Vaccine access equity was a defining challenge of the mpox response. When the 2022 emergency began, the Jynneos vaccine was available almost exclusively in wealthy countries, with no doses reaching low-income countries in Africa where mpox had been endemic for decades, a disparity that generated significant international criticism and prompted emergency negotiations on vaccine sharing and equitable access frameworks. Healthline reported that by the time of Monday’s resolution, approximately 28 million doses had been administered globally, with approximately 8 million reaching the African continent through a combination of bilateral donations, GAVI alliance procurement, and emergency WHO stockpile allocations – a meaningful improvement from 2022 but one that health equity advocates noted still represented a far smaller proportion of global vaccination than the African burden of disease warranted. WHO used the closing announcement to call for permanent reform of the international vaccine access architecture to prevent similar inequities in future health emergencies.

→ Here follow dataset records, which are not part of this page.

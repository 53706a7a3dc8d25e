//! Data models shared by the repository and the commands.

use chrono::NaiveDate;
use review_core::{Card, SessionConfig};
use serde::{Deserialize, Serialize};

/// Unit assigned to cards that arrive without one.
pub const DEFAULT_UNIT: &str = "未分组";

/// User settings, stored in the single-row `settings` table.
#[derive(Debug, Clone, PartialEq, Serialize, Deserialize)]
pub struct AppSettings {
    /// Share of each session quizzed in the recognition direction.
    pub recognition_ratio: f64,
    /// Cards per session; 0 means no limit.
    pub session_limit: u32,
    pub shuffle_cards: bool,
    /// Overrides the dictionary CSV location from the environment.
    pub dictionary_path: Option<String>,
    /// Preferred display order for units.
    pub unit_order: Vec<String>,
}

impl Default for AppSettings {
    fn default() -> Self {
        Self {
            recognition_ratio: 1.0,
            session_limit: 0,
            shuffle_cards: false,
            dictionary_path: None,
            unit_order: Vec::new(),
        }
    }
}

impl AppSettings {
    /// Clamp the ratio to 0.0..=1.0. Non-finite values reset to the default.
    pub fn normalized(mut self) -> Self {
        self.recognition_ratio = if self.recognition_ratio.is_finite() {
            self.recognition_ratio.clamp(0.0, 1.0)
        } else {
            1.0
        };
        self.dictionary_path = self
            .dictionary_path
            .map(|p| p.trim().to_string())
            .filter(|p| !p.is_empty());
        self
    }

    pub fn session_config(&self) -> SessionConfig {
        SessionConfig {
            recognition_ratio: self.recognition_ratio,
            limit: (self.session_limit > 0).then_some(self.session_limit as usize),
            shuffle_cards: self.shuffle_cards,
        }
    }

    /// Sort unit names by `unit_order`, unlisted units last in their
    /// original order.
    pub fn order_units(&self, mut units: Vec<String>) -> Vec<String> {
        units.sort_by_key(|unit| {
            self.unit_order
                .iter()
                .position(|u| u == unit)
                .unwrap_or(usize::MAX)
        });
        units
    }
}

/// Written forms for a card being created or edited.
#[derive(Debug, Clone, Default, PartialEq, Serialize, Deserialize)]
pub struct NewCard {
    pub unit: String,
    /// Primary term, normally kana.
    pub term: String,
    pub kanji: String,
    /// Romaji, or a second kana field in older data.
    pub romaji: String,
    pub meaning: String,
}

impl NewCard {
    pub fn new(unit: impl Into<String>, term: impl Into<String>, meaning: impl Into<String>) -> Self {
        Self {
            unit: unit.into(),
            term: term.into(),
            meaning: meaning.into(),
            ..Self::default()
        }
    }

    pub fn with_kanji(mut self, kanji: impl Into<String>) -> Self {
        self.kanji = kanji.into();
        self
    }

    pub fn with_romaji(mut self, romaji: impl Into<String>) -> Self {
        self.romaji = romaji.into();
        self
    }
}

/// Summary of a card list.
#[derive(Debug, Clone, Default, PartialEq, Eq, Serialize)]
pub struct Overview {
    pub total: usize,
    pub with_reading: usize,
    pub with_kanji: usize,
    pub with_meaning: usize,
    pub reviewed: usize,
    /// Cards by repetition: 0, 1-2, 3 and above.
    pub repetition_bins: (usize, usize, usize),
    pub last_added: Option<NaiveDate>,
    pub last_reviewed: Option<NaiveDate>,
}

impl Overview {
    pub fn from_cards(cards: &[Card]) -> Self {
        let filled = |s: Option<&str>| s.is_some_and(|s| !s.trim().is_empty());
        let mut overview = Self {
            total: cards.len(),
            ..Self::default()
        };

        for card in cards {
            if filled(card.romaji.as_deref()) {
                overview.with_reading += 1;
            }
            if filled(card.kanji.as_deref()) {
                overview.with_kanji += 1;
            }
            if filled(Some(&card.meaning)) {
                overview.with_meaning += 1;
            }
            if card.memory.last_reviewed_at.is_some() {
                overview.reviewed += 1;
            }
            match card.memory.repetition {
                0 => overview.repetition_bins.0 += 1,
                1..=2 => overview.repetition_bins.1 += 1,
                _ => overview.repetition_bins.2 += 1,
            }
        }

        overview.last_added = cards
            .iter()
            .filter_map(|c| c.created_at)
            .max()
            .map(|dt| dt.with_timezone(&chrono::Local).date_naive());
        overview.last_reviewed = cards
            .iter()
            .filter_map(|c| c.memory.last_reviewed_at)
            .max()
            .map(|dt| dt.with_timezone(&chrono::Local).date_naive());
        overview
    }
}

/// Review history statistics.
#[derive(Debug, Clone, Default, PartialEq, Serialize)]
pub struct StudyStats {
    pub reviews_today: usize,
    pub total_reviews: usize,
    pub streak_days: usize,
    /// Share of reviews scored 4 or 5.
    pub correct_rate: f64,
}

#[cfg(test)]
mod tests {
    use super::*;
    use pretty_assertions::assert_eq;
    use review_core::MemoryState;

    #[test]
    fn settings_normalization() {
        let settings = AppSettings {
            recognition_ratio: 1.7,
            dictionary_path: Some("  ".into()),
            ..AppSettings::default()
        }
        .normalized();
        assert_eq!(settings.recognition_ratio, 1.0);
        assert_eq!(settings.dictionary_path, None);

        let nan = AppSettings {
            recognition_ratio: f64::NAN,
            ..AppSettings::default()
        };
        assert_eq!(nan.normalized().recognition_ratio, 1.0);
    }

    #[test]
    fn zero_limit_is_unlimited() {
        let settings = AppSettings::default();
        assert_eq!(settings.session_config().limit, None);
        let limited = AppSettings {
            session_limit: 20,
            ..AppSettings::default()
        };
        assert_eq!(limited.session_config().limit, Some(20));
    }

    #[test]
    fn unit_order_puts_listed_units_first() {
        let settings = AppSettings {
            unit_order: vec!["b".into(), "a".into()],
            ..AppSettings::default()
        };
        let units = vec!["a".to_string(), "c".into(), "b".into(), "d".into()];
        assert_eq!(settings.order_units(units), vec!["b", "a", "c", "d"]);
    }

    #[test]
    fn overview_counts() {
        let reviewed = MemoryState {
            repetition: 4,
            last_reviewed_at: Some(chrono::Utc::now()),
            ..MemoryState::default()
        };
        let cards = vec![
            Card::new(1, "ねこ", "cat").with_kanji("猫").with_romaji("neko"),
            Card::new(2, "いぬ", "").with_memory(MemoryState {
                repetition: 2,
                ..MemoryState::default()
            }),
            Card::new(3, "とり", "bird").with_memory(reviewed),
        ];
        let overview = Overview::from_cards(&cards);
        assert_eq!(overview.total, 3);
        assert_eq!(overview.with_reading, 1);
        assert_eq!(overview.with_kanji, 1);
        assert_eq!(overview.with_meaning, 2);
        assert_eq!(overview.reviewed, 1);
        assert_eq!(overview.repetition_bins, (1, 1, 1));
        assert!(overview.last_reviewed.is_some());
        assert_eq!(overview.last_added, None);
    }
}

The end of the international emergency designation does not mean mpox has been eradicated or is no longer a public health concern. The virus remains endemic in parts of Central and West Africa, and WHO officials emphasized that sustained surveillance, vaccination of high-risk populations, and clinical response capacity must be maintained to prevent resurgence. WebMD reported that WHO’s post-emergency transition plan includes a three-year framework for sustained international support to endemic countries and continued monitoring through the International Health Regulations framework. The Clade Ib strain in particular requires ongoing vigilance; while case counts have fallen dramatically from their 2024 peak, the strain remains present in the DRC and neighboring countries and could potentially re-seed international spread if surveillance and vaccination programs are prematurely wound down. Harvard Health researchers involved in the response urged against interpreting the end of the emergency designation as an all-clear and called for sustained commitment to the response infrastructure built over the past two years.